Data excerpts
★ ★ ★ ★ ★

//! Object metadata, ownership and label selection.

use std::collections::BTreeMap;

use chrono::{DateTime, Utc};
use serde::{Deserialize, Serialize};
use ulid::Ulid;

use crate::child::ChildKind;
use crate::error::ModelError;
use crate::object::ObjectKind;

/// Label keys the engine stamps on every child object.
pub mod labels {
    /// Name of the owning object (fleet for records, record for instances).
    pub const OWNER: &str = "fleet.celeryproject.org/owner";

    /// Child kind (`broker`, `scheduler`, `worker`).
    pub const KIND: &str = "fleet.celeryproject.org/kind";

    /// Zero-based ordinal for index-addressable children.
    ///
    /// Informational only; selectors never include it.
    pub const INDEX: &str = "fleet.celeryproject.org/index";
}

/// Label set attached to an object.
pub type Labels = BTreeMap<String, String>;

/// Store-assigned unique object identifier.
#[derive(Debug, Clone, Copy, PartialEq, Eq, PartialOrd, Ord, Hash, Serialize, Deserialize)]
#[serde(transparent)]
pub struct Uid(Ulid);

impl Uid {
    /// Creates a fresh identifier.
    #[must_use]
    pub fn new() -> Self {
        Self(Ulid::new())
    }
}

impl Default for Uid {
    fn default() -> Self {
        Self::new()
    }
}

impl std::fmt::Display for Uid {
    fn fmt(&self, f: &mut std::fmt::Formatter<'_>) -> std::fmt::Result {
        write!(f, "uid_{}", self.0)
    }
}

/// Reference from a child to the object that controls it.
///
/// The store deletes every object whose owner reference points at a deleted
/// object.
#[derive(Debug, Clone, PartialEq, Eq, Serialize, Deserialize)]
pub struct OwnerReference {
    pub kind: ObjectKind,
    pub name: String,
    pub uid: Uid,
}

impl std::fmt::Display for OwnerReference {
    fn fmt(&self, f: &mut std::fmt::Formatter<'_>) -> std::fmt::Result {
        write!(f, "{}/{}", self.kind, self.name)
    }
}

/// Metadata common to every stored object.
#[derive(Debug, Clone, PartialEq, Eq, Serialize, Deserialize)]
pub struct ObjectMeta {
    pub name: String,
    pub namespace: String,

    #[serde(default)]
    pub uid: Uid,

    #[serde(default)]
    pub labels: Labels,

    #[serde(default, skip_serializing_if = "Option::is_none")]
    pub owner: Option<OwnerReference>,

    /// Optimistic concurrency token. Zero means "never stored".
    #[serde(default)]
    pub resource_version: u64,

    /// Bumped by the store when the spec changes; status writes leave it alone.
    #[serde(default)]
    pub generation: u64,

    #[serde(default, skip_serializing_if = "Option::is_none")]
    pub created_at: Option<DateTime<Utc>>,
}

impl ObjectMeta {
    /// Metadata for a new, not yet stored object.
    pub fn new(name: impl Into<String>, namespace: impl Into<String>) -> Self {
        Self {
            name: name.into(),
            namespace: namespace.into(),
            uid: Uid::new(),
            labels: Labels::new(),
            owner: None,
            resource_version: 0,
            generation: 0,
            created_at: None,
        }
    }

    /// Adds labels, replacing existing keys.
    #[must_use]
    pub fn with_labels(mut self, labels: Labels) -> Self {
        self.labels.extend(labels);
        self
    }

    /// Makes `owner` the controlling owner of this object.
    ///
    /// Setting the same owner twice is a no-op. An object can have only one
    /// controlling owner, and it must live in the same namespace.
    pub fn set_owner(&mut self, kind: ObjectKind, owner: &ObjectMeta) -> Result<(), ModelError> {
        if owner.namespace != self.namespace {
            return Err(ModelError::CrossNamespaceOwner {
                child: self.namespace.clone(),
                owner: owner.namespace.clone(),
            });
        }

        let reference = OwnerReference {
            kind,
            name: owner.name.clone(),
            uid: owner.uid,
        };

        match &self.owner {
            Some(existing) if existing.uid != reference.uid => Err(ModelError::AlreadyOwned {
                name: self.name.clone(),
                owner: existing.to_string(),
            }),
            _ => {
                self.owner = Some(reference);
                Ok(())
            }
        }
    }

    /// Ordinal from the index label, if present and well formed.
    pub fn index(&self) -> Option<usize> {
        self.labels.get(labels::INDEX)?.parse().ok()
    }

    /// Owner identity recorded in the labels, if any.
    pub fn owner_identity(&self) -> Option<OwnerIdentity> {
        self.labels
            .get(labels::OWNER)
            .map(|name| OwnerIdentity::new(self.namespace.clone(), name.clone()))
    }
}

/// Identity that partitions "my children" from every other object.
///
/// Carried on child records (owner = fleet) and instances (owner = record)
/// as the `{owner, kind}` label pair.
#[derive(Debug, Clone, PartialEq, Eq, PartialOrd, Ord, Hash, Serialize, Deserialize)]
pub struct OwnerIdentity {
    pub namespace: String,
    pub name: String,
}

impl OwnerIdentity {
    pub fn new(namespace: impl Into<String>, name: impl Into<String>) -> Self {
        Self {
            namespace: namespace.into(),
            name: name.into(),
        }
    }

    /// Identity of the object described by `meta`.
    pub fn of(meta: &ObjectMeta) -> Self {
        Self::new(meta.namespace.clone(), meta.name.clone())
    }

    /// The `{owner, kind}` labels for a child of this owner.
    pub fn labels(&self, kind: ChildKind) -> Labels {
        let mut set = Labels::new();
        set.insert(labels::OWNER.to_string(), self.name.clone());
        set.insert(labels::KIND.to_string(), kind.as_str().to_string());
        set
    }

    /// Same as [`OwnerIdentity::labels`] plus the ordinal label.
    pub fn indexed_labels(&self, kind: ChildKind, index: usize) -> Labels {
        let mut set = self.labels(kind);
        set.insert(labels::INDEX.to_string(), index.to_string());
        set
    }

    /// Selector for the children of this owner with the given kind.
    pub fn selector(&self, kind: ChildKind) -> LabelSelector {
        LabelSelector::new(self.labels(kind))
    }
}

impl std::fmt::Display for OwnerIdentity {
    fn fmt(&self, f: &mut std::fmt::Formatter<'_>) -> std::fmt::Result {
        write!(f, "{}/{}", self.namespace, self.name)
    }
}

/// Returns true if `meta` is a `kind` child of `owner`.
pub fn matches(meta: &ObjectMeta, owner: &OwnerIdentity, kind: ChildKind) -> bool {
    meta.namespace == owner.namespace && owner.selector(kind).matches(&meta.labels)
}

/// Exact-match conjunction over labels.
#[derive(Debug, Clone, Default, PartialEq, Eq, Serialize, Deserialize)]
pub struct LabelSelector {
    pub match_labels: Labels,
}

impl LabelSelector {
    pub fn new(match_labels: Labels) -> Self {
        Self { match_labels }
    }

    /// Selector that matches everything.
    pub fn everything() -> Self {
        Self::default()
    }

    pub fn matches(&self, labels: &Labels) -> bool {
        self.match_labels
            .iter()
            .all(|(k, v)| labels.get(k) == Some(v))
    }
}

#[cfg(test)]
mod tests {
    use super::*;

    #[test]
    fn test_selector_is_exact_conjunction() {
        let owner = OwnerIdentity::new("default", "fleet-a");
        let selector = owner.selector(ChildKind::Worker);

        let mut set = owner.indexed_labels(ChildKind::Worker, 3);
        assert!(selector.matches(&set));

        set.insert(labels::KIND.to_string(), "scheduler".to_string());
        assert!(!selector.matches(&set));

        assert!(!selector.matches(&Labels::new()));
        assert!(LabelSelector::everything().matches(&Labels::new()));
    }

    #[test]
    fn test_matches_respects_namespace() {
        let owner = OwnerIdentity::new("default", "fleet-a");
        let meta = ObjectMeta::new("fleet-a-worker-1", "default")
            .with_labels(owner.labels(ChildKind::Worker));
        assert!(matches(&meta, &owner, ChildKind::Worker));
        assert!(!matches(&meta, &owner, ChildKind::Scheduler));

        let elsewhere = OwnerIdentity::new("other", "fleet-a");
        assert!(!matches(&meta, &elsewhere, ChildKind::Worker));
    }

    #[test]
    fn test_set_owner() {
        let parent = ObjectMeta::new("fleet-a", "default");
        let mut child = ObjectMeta::new("fleet-a-broker", "default");

        child.set_owner(ObjectKind::Fleet, &parent).unwrap();
        // Same owner again is fine.
        child.set_owner(ObjectKind::Fleet, &parent).unwrap();
        assert_eq!(child.owner.as_ref().unwrap().name, "fleet-a");

        let other = ObjectMeta::new("fleet-b", "default");
        let err = child.set_owner(ObjectKind::Fleet, &other).unwrap_err();
        assert!(err.is_ownership_error());

        let foreign = ObjectMeta::new("fleet-c", "kube-system");
        let mut orphan = ObjectMeta::new("x", "default");
        assert!(matches!(
            orphan.set_owner(ObjectKind::Fleet, &foreign),
            Err(ModelError::CrossNamespaceOwner { .. })
        ));
    }

    #[test]
    fn test_index_label() {
        let owner = OwnerIdentity::new("default", "fleet-a");
        let meta = ObjectMeta::new("fleet-a-worker-3", "default")
            .with_labels(owner.indexed_labels(ChildKind::Worker, 2));
        assert_eq!(meta.index(), Some(2));
        assert_eq!(meta.owner_identity(), Some(owner));

        let bare = ObjectMeta::new("x", "default");
        assert_eq!(bare.index(), None);
        assert_eq!(bare.owner_identity(), None);
    }
}
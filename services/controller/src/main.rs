//! Celery fleet controller
//!
//! Seeds fleets from a manifest into an in-memory store and keeps them
//! reconciled until interrupted.

use std::sync::Arc;

use anyhow::Result;
use fleet_controller::{config, manifest, ControllerWorker, MemoryStore};
use tokio::sync::watch;
use tracing::{error, info, warn};
use tracing_subscriber::{layer::SubscriberExt, util::SubscriberInitExt, EnvFilter};

#[tokio::main]
async fn main() -> Result<()> {
    let config = config::Config::from_env()?;

    // Initialize tracing (prefer RUST_LOG, fallback to FLEET_LOG_LEVEL)
    tracing_subscriber::registry()
        .with(EnvFilter::try_from_default_env().unwrap_or_else(|_| config.log_level.clone().into()))
        .with(tracing_subscriber::fmt::layer().json())
        .init();

    info!("Starting fleet controller");
    info!(
        resync_secs = config.resync_interval.as_secs(),
        namespace = %config.namespace,
        "Configuration loaded"
    );

    let store = Arc::new(MemoryStore::new());

    if let Some(path) = &config.manifest {
        let fleets = match manifest::load(path, &config.namespace) {
            Ok(fleets) => fleets,
            Err(e) => {
                error!(error = %e, path = %path.display(), "Failed to load manifest");
                return Err(e);
            }
        };
        let created = manifest::seed(store.as_ref(), fleets).await?;
        info!(created, path = %path.display(), "Seeded fleets from manifest");
    } else {
        warn!("FLEET_MANIFEST not set, starting with an empty store");
    }

    // Create shutdown channel for graceful shutdown
    let (shutdown_tx, shutdown_rx) = watch::channel(false);

    let worker = ControllerWorker::new(store.clone(), config.worker_config());
    let worker_handle = tokio::spawn(async move {
        worker.run(shutdown_rx).await;
    });

    tokio::signal::ctrl_c().await?;
    info!("Received shutdown signal");

    let _ = shutdown_tx.send(true);

    let shutdown_timeout = std::time::Duration::from_secs(10);
    if let Err(e) = tokio::time::timeout(shutdown_timeout, worker_handle).await {
        warn!(error = %e, "Controller worker did not shut down in time");
    }

    info!("Fleet controller shutdown complete");
    Ok(())
}
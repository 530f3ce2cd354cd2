//! Fleet expansion into child records.
//!
//! One record per scheduler entry, one per worker entry, and one broker
//! record when the broker is provisioned. Records are owned by the fleet and
//! labelled with the fleet identity so the fleet pass can find them again.

use fleet_model::{
    BrokerMode, ChildKind, ChildRecord, ChildSpec, ChildStatus, Fleet, ObjectKind, ObjectMeta,
    OwnerIdentity,
};

use crate::error::{ReconcileError, ReconcileResult};
use crate::identity::{broker_record_name, ordered_name};
use crate::profile::{broker_template, KindProfile, TemplateSource};

/// Desired child records of one fleet.
#[derive(Debug, Clone, Default, PartialEq)]
pub struct Expansion {
    /// Present only for provisioned brokers.
    pub broker: Option<ChildRecord>,

    /// In declaration order.
    pub schedulers: Vec<ChildRecord>,

    /// In declaration order.
    pub workers: Vec<ChildRecord>,
}

/// Expands `fleet` against an already resolved `broker_address`.
///
/// Fails if the address is empty: no scheduler or worker template may be
/// finalized without a broker to point at.
pub fn expand(fleet: &Fleet, broker_address: &str) -> ReconcileResult<Expansion> {
    if broker_address.trim().is_empty() {
        return Err(ReconcileError::Internal(format!(
            "fleet {} expanded before its broker address was resolved",
            fleet.metadata.name
        )));
    }

    let broker = match fleet.spec.broker.mode {
        BrokerMode::Redis => Some(broker_record(fleet, broker_address)?),
        BrokerMode::External => None,
    };

    Ok(Expansion {
        broker,
        schedulers: entry_records(fleet, &fleet.spec.schedulers, broker_address)?,
        workers: entry_records(fleet, &fleet.spec.workers, broker_address)?,
    })
}

/// The single broker record of a fleet with a provisioned broker.
///
/// `address` is the canonical address the broker will be reachable at; it is
/// carried on the template so the record can report it.
pub fn broker_record(fleet: &Fleet, address: &str) -> ReconcileResult<ChildRecord> {
    let owner = OwnerIdentity::of(&fleet.metadata);
    let mut metadata = ObjectMeta::new(
        broker_record_name(&fleet.metadata.name),
        fleet.metadata.namespace.clone(),
    )
    .with_labels(owner.indexed_labels(ChildKind::Broker, 0));
    metadata.set_owner(ObjectKind::Fleet, &fleet.metadata)?;

    let mut template = broker_template();
    template.broker_address = address.to_string();

    Ok(ChildRecord {
        metadata,
        spec: ChildSpec {
            kind: ChildKind::Broker,
            replicas: KindProfile::of(ChildKind::Broker).default_replicas,
            template,
        },
        status: ChildStatus::default(),
    })
}

fn entry_records<D: TemplateSource>(
    fleet: &Fleet,
    entries: &[D],
    broker_address: &str,
) -> ReconcileResult<Vec<ChildRecord>> {
    let owner = OwnerIdentity::of(&fleet.metadata);

    entries
        .iter()
        .enumerate()
        .map(|(index, entry)| {
            let template = entry.derive_template(&fleet.spec.image, broker_address);
            if template.image.is_empty() {
                return Err(ReconcileError::Configuration(format!(
                    "{} entry {} has no image and the fleet declares no default",
                    D::KIND,
                    index + 1
                )));
            }

            let mut metadata = ObjectMeta::new(
                ordered_name(&fleet.metadata.name, D::KIND, index),
                fleet.metadata.namespace.clone(),
            )
            .with_labels(owner.indexed_labels(D::KIND, index));
            metadata.set_owner(ObjectKind::Fleet, &fleet.metadata)?;

            Ok(ChildRecord {
                metadata,
                spec: ChildSpec {
                    kind: D::KIND,
                    replicas: entry.desired_replicas(),
                    template,
                },
                status: ChildStatus::default(),
            })
        })
        .collect()
}

#[cfg(test)]
mod tests {
    use super::*;
    use fleet_model::{labels, BrokerDescriptor, FleetSpec, SchedulerDescriptor, WorkerDescriptor};

    fn fleet(mode: BrokerMode) -> Fleet {
        Fleet::new(
            ObjectMeta::new("celery-test-1", "default"),
            FleetSpec {
                broker: BrokerDescriptor {
                    mode,
                    address: None,
                },
                schedulers: vec![SchedulerDescriptor {
                    app_name: "app1".into(),
                    ..Default::default()
                }],
                workers: vec![
                    WorkerDescriptor {
                        app_name: "app1".into(),
                        replicas: Some(2),
                        target_queues: vec!["test1".into()],
                        ..Default::default()
                    },
                    WorkerDescriptor {
                        app_name: "app1".into(),
                        image: Some("celery:5".into()),
                        ..Default::default()
                    },
                ],
                image: "celery:4".into(),
            },
        )
    }

    #[test]
    fn test_expand_external() {
        let f = fleet(BrokerMode::External);
        let expansion = expand(&f, "redis://127.0.0.1/1").unwrap();

        assert!(expansion.broker.is_none());
        assert_eq!(expansion.schedulers.len(), 1);
        assert_eq!(expansion.workers.len(), 2);

        let first = &expansion.workers[0];
        assert_eq!(first.metadata.name, "celery-test-1-worker-1");
        assert_eq!(first.spec.replicas, 2);
        assert_eq!(first.spec.template.image, "celery:4");
        assert_eq!(first.spec.template.broker_address, "redis://127.0.0.1/1");
        assert_eq!(first.metadata.labels[labels::OWNER], "celery-test-1");
        assert_eq!(first.metadata.labels[labels::INDEX], "0");
        assert_eq!(first.metadata.owner.as_ref().unwrap().uid, f.metadata.uid);

        let second = &expansion.workers[1];
        assert_eq!(second.metadata.name, "celery-test-1-worker-2");
        assert_eq!(second.spec.replicas, 1);
        assert_eq!(second.spec.template.image, "celery:5");

        assert_eq!(
            expansion.schedulers[0].metadata.name,
            "celery-test-1-scheduler-1"
        );
    }

    #[test]
    fn test_expand_provisioned_broker() {
        let f = fleet(BrokerMode::Redis);
        let expansion = expand(&f, "redis://celery-test-1-broker-service.default").unwrap();

        let broker = expansion.broker.as_ref().unwrap();
        assert_eq!(broker.metadata.name, "celery-test-1-broker");
        assert_eq!(broker.spec.replicas, 1);
        assert_eq!(broker.spec.template.image, "redis:3.0.5");
        assert!(broker.spec.template.command.is_empty());
    }

    #[test]
    fn test_expand_requires_broker_address() {
        let f = fleet(BrokerMode::External);
        assert!(matches!(expand(&f, ""), Err(ReconcileError::Internal(_))));
    }

    #[test]
    fn test_missing_image_is_configuration_error() {
        let mut f = fleet(BrokerMode::External);
        f.spec.image.clear();
        assert!(matches!(
            expand(&f, "redis://b"),
            Err(ReconcileError::Configuration(_))
        ));
    }
}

★ ★ ★ ★ ★

• **Work required**
Lines that contain "everything" are to be copied from the records above.

• **Answer for the task**
    /// Selector that matches everything.
    pub fn everything() -> Self {
        assert!(LabelSelector::everything().matches(&Labels::new()));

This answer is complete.